# Mystic & Fritz



## AlohaKitty (Jan 31, 2005)

Well, we just got back to Hawaii, hubby is still deployed, we have only about maybe a year or so left here, so we said no we won't get pets (well cat or dog) yet (the whole travelling bit afterwards) anyhow so the other day I was going into the pet store to see about a rabbit or turtle for our son, well here we go, these two adorable felines in a cage that says free cat with purchase of cat food :lol: (right after seeing the kind of bunny we want and it would cost $100 just for the bunny and cage nothing else) sooo I am thinking for a while, and something is telling me I need to take these two home with me... so finally I say know what?
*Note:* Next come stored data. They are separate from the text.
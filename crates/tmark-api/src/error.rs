//! API error types.
//!
//! Every user-visible error carries a stable code string; clients key
//! behavior off the code, never the message.

use axum::http::StatusCode;
use axum::response::{IntoResponse, Response};
use axum::Json;
use serde::Serialize;
use thiserror::Error;

use tmark_models::CustomField;
use tmark_store::StoreError;

pub type ApiResult<T> = Result<T, ApiError>;

#[derive(Debug, Error)]
pub enum ApiError {
    #[error("Unauthorized: {0}")]
    Unauthorized(String),

    #[error("{0}")]
    NotFound(String),

    #[error("{0}")]
    Validation(String),

    #[error("{0}")]
    BadRequest(String),

    #[error("a field named '{}' already exists", existing.name)]
    DuplicateName { existing: Box<CustomField> },

    #[error("field is still referenced")]
    FieldInUse { references: Vec<String> },

    #[error("{message}")]
    SchemaInvariant { rule: String, message: String },

    #[error("video already has a category tag")]
    CategoryInvariant,

    #[error("Internal error: {0}")]
    Internal(String),
}

impl ApiError {
    pub fn unauthorized(msg: impl Into<String>) -> Self {
        Self::Unauthorized(msg.into())
    }

    pub fn not_found(msg: impl Into<String>) -> Self {
        Self::NotFound(msg.into())
    }

    pub fn validation(msg: impl Into<String>) -> Self {
        Self::Validation(msg.into())
    }

    pub fn internal(msg: impl Into<String>) -> Self {
        Self::Internal(msg.into())
    }

    fn status_code(&self) -> StatusCode {
        match self {
            ApiError::Unauthorized(_) => StatusCode::UNAUTHORIZED,
            ApiError::NotFound(_) => StatusCode::NOT_FOUND,
            ApiError::Validation(_)
            | ApiError::SchemaInvariant { .. }
            | ApiError::CategoryInvariant => StatusCode::UNPROCESSABLE_ENTITY,
            ApiError::BadRequest(_) => StatusCode::BAD_REQUEST,
            ApiError::DuplicateName { .. } | ApiError::FieldInUse { .. } => StatusCode::CONFLICT,
            ApiError::Internal(_) => StatusCode::INTERNAL_SERVER_ERROR,
        }
    }

    fn code(&self) -> &'static str {
        match self {
            ApiError::Unauthorized(_) => "auth_failed",
            ApiError::NotFound(_) => "not_found",
            ApiError::Validation(_) | ApiError::BadRequest(_) => "validation_error",
            ApiError::DuplicateName { .. } => "duplicate_name",
            ApiError::FieldInUse { .. } => "field_in_use",
            ApiError::SchemaInvariant { .. } => "schema_invariant_violated",
            ApiError::CategoryInvariant => "category_invariant_violated",
            ApiError::Internal(_) => "internal_error",
        }
    }
}

impl From<StoreError> for ApiError {
    fn from(e: StoreError) -> Self {
        match e {
            StoreError::NotFound { entity } => ApiError::NotFound(format!("{entity} not found")),
            StoreError::DuplicateName { existing } => ApiError::DuplicateName { existing },
            StoreError::FieldInUse { references } => ApiError::FieldInUse { references },
            StoreError::SchemaInvariant(inner) => ApiError::SchemaInvariant {
                rule: inner.rule(),
                message: inner.to_string(),
            },
            StoreError::CategoryInvariant => ApiError::CategoryInvariant,
            StoreError::InvalidConfig(inner) => ApiError::Validation(inner.to_string()),
            StoreError::InvalidTag(inner) => ApiError::Validation(inner.to_string()),
            StoreError::InvalidValue { .. } | StoreError::ConfirmationRequired { .. } => {
                ApiError::Validation(e.to_string())
            }
            StoreError::Database(_) | StoreError::Serialization(_) => {
                ApiError::Internal(e.to_string())
            }
        }
    }
}

impl From<tmark_queue::QueueError> for ApiError {
    fn from(e: tmark_queue::QueueError) -> Self {
        ApiError::Internal(e.to_string())
    }
}

#[derive(Serialize)]
struct ErrorResponse {
    code: &'static str,
    message: String,
    #[serde(skip_serializing_if = "Option::is_none")]
    field: Option<CustomField>,
    #[serde(skip_serializing_if = "Option::is_none")]
    references: Option<Vec<String>>,
    #[serde(skip_serializing_if = "Option::is_none")]
    rule: Option<String>,
}

impl IntoResponse for ApiError {
    fn into_response(self) -> Response {
        let status = self.status_code();
        let code = self.code();

        // Internal detail stays out of production responses.
        let message = match &self {
            ApiError::Internal(_) => {
                if std::env::var("ENVIRONMENT").unwrap_or_default() == "production" {
                    "An internal error occurred".to_string()
                } else {
                    self.to_string()
                }
            }
            _ => self.to_string(),
        };

        let (field, references, rule) = match self {
            ApiError::DuplicateName { existing } => (Some(*existing), None, None),
            ApiError::FieldInUse { references } => (None, Some(references), None),
            ApiError::SchemaInvariant { rule, .. } => (None, None, Some(rule)),
            _ => (None, None, None),
        };

        let body = ErrorResponse {
            code,
            message,
            field,
            references,
            rule,
        };

        (status, Json(body)).into_response()
    }
}

#[cfg(test)]
mod tests {
    use super::*;

    #[test]
    fn codes_are_stable() {
        assert_eq!(ApiError::CategoryInvariant.code(), "category_invariant_violated");
        assert_eq!(ApiError::validation("x").code(), "validation_error");
        assert_eq!(
            ApiError::FieldInUse { references: vec![] }.code(),
            "field_in_use"
        );
    }

    #[test]
    fn store_schema_errors_carry_the_rule() {
        let store_err =
            StoreError::SchemaInvariant(tmark_models::SchemaInvariantError::TooManyCardFields);
        match ApiError::from(store_err) {
            ApiError::SchemaInvariant { rule, .. } => assert_eq!(rule, "max_show_on_card=3"),
            other => panic!("unexpected: {other:?}"),
        }
    }
}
Let's do it... another funny thing, well sad at first, we had to give up our girls Dutchess & Maple coming over here because there is a horrible quarantine over here, anyhow it's almost like we have them again because Mystic looks like Maple only dark instead of lighter, and Fritz has Dutchess' attitude cept he's male! LOL So I think this was all suppose to be... only question is now, do we adopt them out again when we leave or fly them back, by no means do I want to give them up, but I am wondering which would be harder on them, flying or a new home again? I know I shouldn't have taken them for the fact we are leaving, but people just don't seem to know how to care for pets around here, and I felt I had to.


----------